Se oggi la politica si dibatte tra, da un lato, un’acritica adesione alle logiche decisionistiche che umiliano il parlamentarismo e la rappresentanza in nome di una (tutta da dimostrare) efficienza dell’azione dei governi e, dall’altro, le proposte velleitarie di democrazia diretta fondata su meccanismi farraginosi e protocolli oscuri, lo dobbiamo anche a quella sinistra parolaia che invocava la rivoluzione e andava alle feste tanto care a Dagospia. Lo dobbiamo a una sinistra movimentista e romantica che si è crogiolata in sogni di palingenesi affidandone la realizzazione a gruppuscoli elitari che mai hanno avuto a che fare con la rappresentanza delle classi subalterne, e anzi addirittura ne hanno avuto orrore. Una sinistra che chiacchiera del “comune” e che ha lasciato soli, caricandoli perfino di una sorta di senso di colpa, coloro che hanno inteso pensare alla loro personale, individuale felicità.

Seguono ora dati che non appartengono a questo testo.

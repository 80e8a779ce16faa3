//! Capture loop for the async pipeline mode.
//!
//! The loop samples the [`FrameSource`] at a bounded rate and publishes each
//! frame into a [`FrameBuffer`].  Capture errors are logged and retried after
//! a backoff; only the running flag ends the loop.

use std::sync::atomic::{AtomicBool, Ordering};
use std::sync::Arc;
use std::thread::JoinHandle;
use std::time::{Duration, Instant};

use tracing::{debug, info, trace, warn};

use super::frame_buffer::FrameBuffer;
use super::sources::{next_frame, CaptureError, Frame, FrameSource};

/// Pacing for [`capture_loop`].
#[derive(Debug, Clone, Copy, PartialEq, Eq)]
pub struct CaptureTiming {
    /// Minimum time between two captures.
    pub interval: Duration,
    /// Pause after a failed capture.
    pub backoff: Duration,
}

/// Runs [`capture_loop`] on a dedicated named thread.
///
/// # Errors
///
/// [`CaptureError::Spawn`] if the OS refuses to create the thread.
pub fn spawn_capture_thread(
    mut source: Box<dyn FrameSource>,
    buffer: Arc<FrameBuffer<Frame>>,
    running: Arc<AtomicBool>,
    timing: CaptureTiming,
) -> Result<JoinHandle<()>, CaptureError> {
    std::thread::Builder::new()
        .name("gesture-capture".to_string())
        .spawn(move || capture_loop(source.as_mut(), &buffer, &running, timing))
        .map_err(CaptureError::Spawn)
}

/// Captures into `buffer` until `running` is cleared, then closes `source`.
pub fn capture_loop(
    source: &mut dyn FrameSource,
    buffer: &FrameBuffer<Frame>,
    running: &AtomicBool,
    timing: CaptureTiming,
) {
    info!("capture loop started");
    while running.load(Ordering::Relaxed) {
        let started = Instant::now();
        match next_frame(source) {
            Ok(frame) => {
                let seq = frame.sequence;
                if buffer.put(frame) {
                    trace!("frame {seq} replaced an unconsumed frame");
                }
            }
            Err(e) => {
                warn!("capture failed, retrying in {:?}: {e}", timing.backoff);
                std::thread::sleep(timing.backoff);
                continue;
            }
        }
        if let Some(rest) = timing.interval.checked_sub(started.elapsed()) {
            std::thread::sleep(rest);
        }
    }
    source.close();
    debug!("capture loop stopped");
}

#[cfg(test)]
mod tests {
    use super::*;

    /// Fails every other capture.
    struct FlakySource {
        open: bool,
        calls: u64,
        closed: Arc<AtomicBool>,
    }

    impl FrameSource for FlakySource {
        fn open(&mut self) -> Result<(), CaptureError> {
            self.open = true;
            Ok(())
        }

        fn capture(&mut self) -> Result<Frame, CaptureError> {
            self.calls += 1;
            if self.calls % 2 == 0 {
                return Err(CaptureError::Read("injected failure".to_string()));
            }
            Ok(Frame::blank(self.calls, 2, 2))
        }

        fn close(&mut self) {
            self.open = false;
            self.closed.store(true, Ordering::Relaxed);
        }

        fn is_open(&self) -> bool {
            self.open
        }
    }

    #[test]
    fn test_capture_thread_survives_errors_and_stops_on_flag() {
        // Arrange
        let closed = Arc::new(AtomicBool::new(false));
        let source = FlakySource {
            open: false,
            calls: 0,
            closed: Arc::clone(&closed),
        };
        let buffer = Arc::new(FrameBuffer::new());
        let running = Arc::new(AtomicBool::new(true));
        let timing = CaptureTiming {
            interval: Duration::from_millis(1),
            backoff: Duration::from_millis(1),
        };

        // Act
        let handle =
            spawn_capture_thread(Box::new(source), Arc::clone(&buffer), Arc::clone(&running), timing)
                .expect("spawn");
        let mut seen = Vec::new();
        while seen.len() < 3 {
            if let Some(frame) = buffer.take(Duration::from_secs(5)) {
                seen.push(frame.sequence);
            } else {
                break;
            }
        }
        running.store(false, Ordering::Relaxed);
        handle.join().expect("capture thread joins");

        // Assert
        assert_eq!(seen.len(), 3);
        assert!(seen.iter().all(|s| s % 2 == 1), "only successful captures are published");
        assert!(closed.load(Ordering::Relaxed));
    }

    #[test]
    fn test_capture_loop_returns_immediately_when_not_running() {
        let closed = Arc::new(AtomicBool::new(false));
        let mut source = FlakySource {
            open: false,
            calls: 0,
            closed: Arc::clone(&closed),
        };
        let buffer = FrameBuffer::new();
        let running = AtomicBool::new(false);

        capture_loop(
            &mut source,
            &buffer,
            &running,
            CaptureTiming {
                interval: Duration::from_millis(1),
                backoff: Duration::from_millis(1),
            },
        );

        assert_eq!(source.calls, 0);
        assert!(buffer.is_empty());
        assert!(closed.load(Ordering::Relaxed));
    }
}
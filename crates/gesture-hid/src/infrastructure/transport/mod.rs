//! Transport infrastructure: getting framed packets to the bridge.
//!
//! Architecture:
//! - A [`PacketLink`] moves raw bytes and knows nothing about dedup.
//!   [`tcp::TcpLink`] is the real one; [`mock::RecordingLink`] records
//!   bytes for tests.
//! - [`Transport`] wraps a link and implements the application's
//!   [`HidTransport`]: it remembers the last delivered bytes and skips an
//!   identical packet unless the caller asks to ignore the cache.

pub mod mock;
pub mod tcp;

use tracing::{debug, trace};

use gesture_core::to_hex;

use crate::application::synthesize::{Dispatch, HidTransport, TransportError};

pub use tcp::TcpLink;

/// Delivers one packet, with no memory of earlier ones.
pub trait PacketLink: Send {
    /// # Errors
    ///
    /// Returns [`TransportError`] when the bytes could not be delivered.
    fn deliver(&mut self, bytes: &[u8]) -> Result<(), TransportError>;
}

/// A [`PacketLink`] plus the last-delivered-bytes cache.
pub struct Transport<L> {
    link: L,
    last_sent: Option<Vec<u8>>,
}

/// The production transport.
pub type TcpTransport = Transport<TcpLink>;

impl<L: PacketLink> Transport<L> {
    pub fn new(link: L) -> Self {
        Self {
            link,
            last_sent: None,
        }
    }

    /// The bytes of the last successful delivery.
    pub fn last_sent(&self) -> Option<&[u8]> {
        self.last_sent.as_deref()
    }

    pub fn link(&self) -> &L {
        &self.link
    }
}

impl<L: PacketLink> HidTransport for Transport<L> {
    fn send(&mut self, bytes: &[u8], ignore_cache: bool) -> Result<Dispatch, TransportError> {
        if !ignore_cache && self.last_sent.as_deref() == Some(bytes) {
            trace!("suppressed duplicate packet {}", to_hex(bytes));
            return Ok(Dispatch::Suppressed);
        }
        self.link.deliver(bytes)?;
        debug!("sent {}", to_hex(bytes));
        self.last_sent = Some(bytes.to_vec());
        Ok(Dispatch::Sent)
    }
}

Perché questo è il punto: mentre il liberalismo esaltava il benessere individuale e il suo perseguimento, c’era chi scavalcava il soggetto e pensava ancora al collettivo. Un collettivo che però non voleva più essere rappresentato (sarà per quello che, mentre la sinistra “radicale” ancora afferma di rappresentare i diseredati, quei diseredati quella sinistra non la votano più da decenni?), poiché chiedeva, prima di essere considerato come tale, che ci si prendesse cura degli individui, dei loro bisogni, delle loro fatiche.

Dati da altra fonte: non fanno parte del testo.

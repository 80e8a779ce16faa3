//! The processing pipeline: frame → keypoints → gestures → symbols → packets.
//!
//! # One cycle (for beginners)
//!
//! [`Pipeline::process_frame`] runs strictly in this order:
//!
//! 1. Take one gesture snapshot from the [`ConfigSource`].  A hot reload that
//!    lands mid-cycle is only seen on the next cycle.
//! 2. Ask the [`PoseEstimator`] for poses.  An inference error counts as
//!    "nobody in view".
//! 3. Convert the first pose to keypoints, dropping low-confidence joints,
//!    and mirror left/right labels when the preview is flipped.
//! 4. Classify against the snapshot's templates and map the matches to
//!    symbols.
//! 5. Hand the symbols to the [`CommandSynthesizer`], which decides what
//!    actually goes out on the [`HidTransport`].
//!
//! # Run loops
//!
//! - [`Pipeline::run_serial`] calls the frame source itself, one frame per
//!   cycle.
//! - [`Pipeline::run_async`] starts a capture thread that feeds a
//!   [`FrameBuffer`]; the calling thread consumes the latest frame.
//!
//! Both loops check [`PipelineControl::is_running`] at every boundary and
//! release all held input on the way out.

use std::sync::atomic::{AtomicBool, Ordering};
use std::sync::Arc;
use std::time::{Duration, Instant};

use gesture_core::{to_hex, FovTag, GestureMatch, PoseClassifier};
use tracing::{debug, info, warn};
use uuid::Uuid;

use super::capture::{spawn_capture_thread, CaptureTiming};
use super::frame_buffer::FrameBuffer;
use super::sources::{next_frame, CaptureError, ConfigSource, Estimation, Frame, FrameSource, PoseEstimator};
use super::stats::{CommandHistory, CommandRecord, FpsCounter, PipelineStats};
use super::synthesize::{CommandSynthesizer, HidTransport, SentPacket};

// ── Control ───────────────────────────────────────────────────────────────────

/// Flags shared between the pipeline and whoever drives it.
#[derive(Debug, Clone)]
pub struct PipelineControl {
    running: Arc<AtomicBool>,
    send_commands: Arc<AtomicBool>,
}

impl PipelineControl {
    pub fn new(send_commands: bool) -> Self {
        Self {
            running: Arc::new(AtomicBool::new(true)),
            send_commands: Arc::new(AtomicBool::new(send_commands)),
        }
    }

    pub fn is_running(&self) -> bool {
        self.running.load(Ordering::Relaxed)
    }

    /// Asks every loop to finish its current cycle and return.
    pub fn stop(&self) {
        self.running.store(false, Ordering::Relaxed);
    }

    /// The flag checked by the capture thread and the reload task.
    pub fn running_flag(&self) -> Arc<AtomicBool> {
        Arc::clone(&self.running)
    }

    pub fn sending_enabled(&self) -> bool {
        self.send_commands.load(Ordering::Relaxed)
    }

    /// Turning sending off releases held input on the next cycle.
    pub fn set_sending(&self, enabled: bool) {
        self.send_commands.store(enabled, Ordering::Relaxed);
    }
}

impl Default for PipelineControl {
    fn default() -> Self {
        Self::new(true)
    }
}

// ── Settings ──────────────────────────────────────────────────────────────────

/// Tunables for one pipeline, usually derived from the application config.
#[derive(Debug, Clone, PartialEq)]
pub struct PipelineSettings {
    /// Swap left/right joint labels before classifying.
    pub mirror: bool,
    pub camera_fov: FovTag,
    pub min_confidence: f32,
    /// Minimum duration of one processing cycle.
    pub frame_interval: Duration,
    /// How long [`Pipeline::run_async`] waits for a frame before re-checking
    /// the running flag.
    pub take_timeout: Duration,
    pub capture: CaptureTiming,
    pub history_capacity: usize,
}

impl Default for PipelineSettings {
    fn default() -> Self {
        let frame_interval = Duration::from_secs(1) / 30;
        Self {
            mirror: true,
            camera_fov: FovTag::Standard,
            min_confidence: 0.3,
            frame_interval,
            take_timeout: Duration::from_millis(500),
            capture: CaptureTiming {
                interval: frame_interval / 3,
                backoff: Duration::from_millis(100),
            },
            history_capacity: CommandHistory::DEFAULT_CAPACITY,
        }
    }
}

/// What one cycle produced.
#[derive(Debug, Clone, Default, PartialEq)]
pub struct CycleReport {
    pub matches: Vec<GestureMatch>,
    pub symbols: Vec<String>,
    pub sent: Vec<SentPacket>,
}

// ── Pipeline ──────────────────────────────────────────────────────────────────

pub struct Pipeline {
    session: Uuid,
    settings: PipelineSettings,
    control: PipelineControl,
    estimator: Box<dyn PoseEstimator>,
    gestures: Arc<dyn ConfigSource>,
    transport: Box<dyn HidTransport>,
    classifier: PoseClassifier,
    synthesizer: CommandSynthesizer,
    /// Value of the send flag seen by the previous cycle.
    was_sending: bool,
    stats: PipelineStats,
    history: CommandHistory,
    fps: FpsCounter,
}

impl Pipeline {
    pub fn new(
        settings: PipelineSettings,
        control: PipelineControl,
        estimator: Box<dyn PoseEstimator>,
        gestures: Arc<dyn ConfigSource>,
        transport: Box<dyn HidTransport>,
    ) -> Self {
        let history = CommandHistory::new(settings.history_capacity);
        let was_sending = control.sending_enabled();
        Self {
            session: Uuid::new_v4(),
            settings,
            control,
            estimator,
            gestures,
            transport,
            classifier: PoseClassifier::new(),
            synthesizer: CommandSynthesizer::new(),
            was_sending,
            stats: PipelineStats::default(),
            history,
            fps: FpsCounter::new(Instant::now()),
        }
    }

    /// Replaces the default lean/turn thresholds.
    pub fn with_classifier(mut self, classifier: PoseClassifier) -> Self {
        self.classifier = classifier;
        self
    }

    pub fn session(&self) -> Uuid {
        self.session
    }

    pub fn control(&self) -> &PipelineControl {
        &self.control
    }

    pub fn stats(&self) -> PipelineStats {
        self.stats
    }

    /// The newest `count` transmitted packets, oldest first.
    pub fn history(&self, count: usize) -> Vec<CommandRecord> {
        self.history.recent(count)
    }

    /// Runs one full cycle on `frame`.
    pub fn process_frame(&mut self, frame: &Frame) -> CycleReport {
        let snapshot = self.gestures.current();

        let estimation = self.estimator.infer(frame).unwrap_or_else(|e| {
            warn!("inference failed on frame {}: {e}", frame.sequence);
            Estimation::default()
        });

        let matches = match estimation.poses.first() {
            Some(pose) => {
                self.stats.poses_detected += 1;
                let keypoints = self
                    .estimator
                    .pose_to_keypoints(pose, self.settings.min_confidence);
                let keypoints = if self.settings.mirror {
                    keypoints.mirrored()
                } else {
                    keypoints
                };
                self.classifier
                    .classify(&snapshot.templates, &keypoints, self.settings.camera_fov)
            }
            None => Vec::new(),
        };
        let symbols = snapshot.mapper.map(&matches);

        let sending = self.control.sending_enabled();
        let sent = if sending {
            self.synthesizer.synthesize(&symbols, self.transport.as_mut())
        } else if self.was_sending {
            info!("command output disabled, releasing held input");
            self.synthesizer.stop(self.transport.as_mut())
        } else {
            Vec::new()
        };
        self.was_sending = sending;

        if !matches.is_empty() {
            debug!(frame = frame.sequence, ?symbols, "matched {} gestures", matches.len());
        }
        self.record(&matches, &sent);
        self.stats.frames_processed += 1;
        self.stats.current_fps = self.fps.tick(Instant::now());

        CycleReport {
            matches,
            symbols,
            sent,
        }
    }

    /// Captures and processes one frame per cycle until stopped.
    pub fn run_serial(&mut self, source: &mut dyn FrameSource) -> PipelineStats {
        info!(session = %self.session, "pipeline started in serial mode");
        while self.control.is_running() {
            let started = Instant::now();
            match next_frame(source) {
                Ok(frame) => {
                    self.process_frame(&frame);
                }
                Err(e) => {
                    warn!("capture failed, retrying in {:?}: {e}", self.settings.capture.backoff);
                    std::thread::sleep(self.settings.capture.backoff);
                    continue;
                }
            }
            self.throttle(started);
        }
        source.close();
        self.shutdown()
    }

    /// Processes frames published by a capture thread until stopped.
    ///
    /// # Errors
    ///
    /// [`CaptureError::Spawn`] if the capture thread cannot be started.
    pub fn run_async(&mut self, source: Box<dyn FrameSource>) -> Result<PipelineStats, CaptureError> {
        let buffer = Arc::new(FrameBuffer::new());
        let capture = spawn_capture_thread(
            source,
            Arc::clone(&buffer),
            self.control.running_flag(),
            self.settings.capture,
        )?;
        info!(session = %self.session, "pipeline started in async mode");

        while self.control.is_running() {
            let started = Instant::now();
            if let Some(frame) = buffer.take(self.settings.take_timeout) {
                self.process_frame(&frame);
                self.throttle(started);
            }
        }

        if capture.join().is_err() {
            warn!("capture thread panicked");
        }
        Ok(self.shutdown())
    }

    fn throttle(&self, started: Instant) {
        if let Some(rest) = self.settings.frame_interval.checked_sub(started.elapsed()) {
            std::thread::sleep(rest);
        }
    }

    fn record(&mut self, matches: &[GestureMatch], sent: &[SentPacket]) {
        if sent.is_empty() {
            return;
        }
        let gestures: Vec<String> = matches.iter().map(|m| m.name.clone()).collect();
        for packet in sent {
            self.history
                .push(CommandRecord::now(to_hex(&packet.bytes), gestures.clone()));
        }
        self.stats.commands_sent += sent.len() as u64;
    }

    fn shutdown(&mut self) -> PipelineStats {
        if self.was_sending {
            let released = self.synthesizer.stop(self.transport.as_mut());
            self.record(&[], &released);
        }
        info!(
            session = %self.session,
            frames = self.stats.frames_processed,
            poses = self.stats.poses_detected,
            commands = self.stats.commands_sent,
            "pipeline stopped"
        );
        self.stats
    }
}

// ── Tests ─────────────────────────────────────────────────────────────────────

Pensare oggi un individualismo libertario di sinistra non significa abdicare al progetto di pensare come stare insieme nel XXI secolo. Significa pensare come la propria felicità si possa combinare con quella degli altri. Significa pensare l’individuo come un prius, la sua libertà come una condizione imprescindibile per poter pensare qualsivoglia forma di aggregazione. Significa riconoscere la titolarità di diritti universali, e ancora prima chiedere che i soggetti partecipino alla definizione di quei diritti (in che forma, in che modo, è un progetto e una sfida tutta da vedere: è la sfida). Significa che solo laddove esistono soggetti economicamente, culturalmente, cognitivamente, liberi, può esistere il collettivo.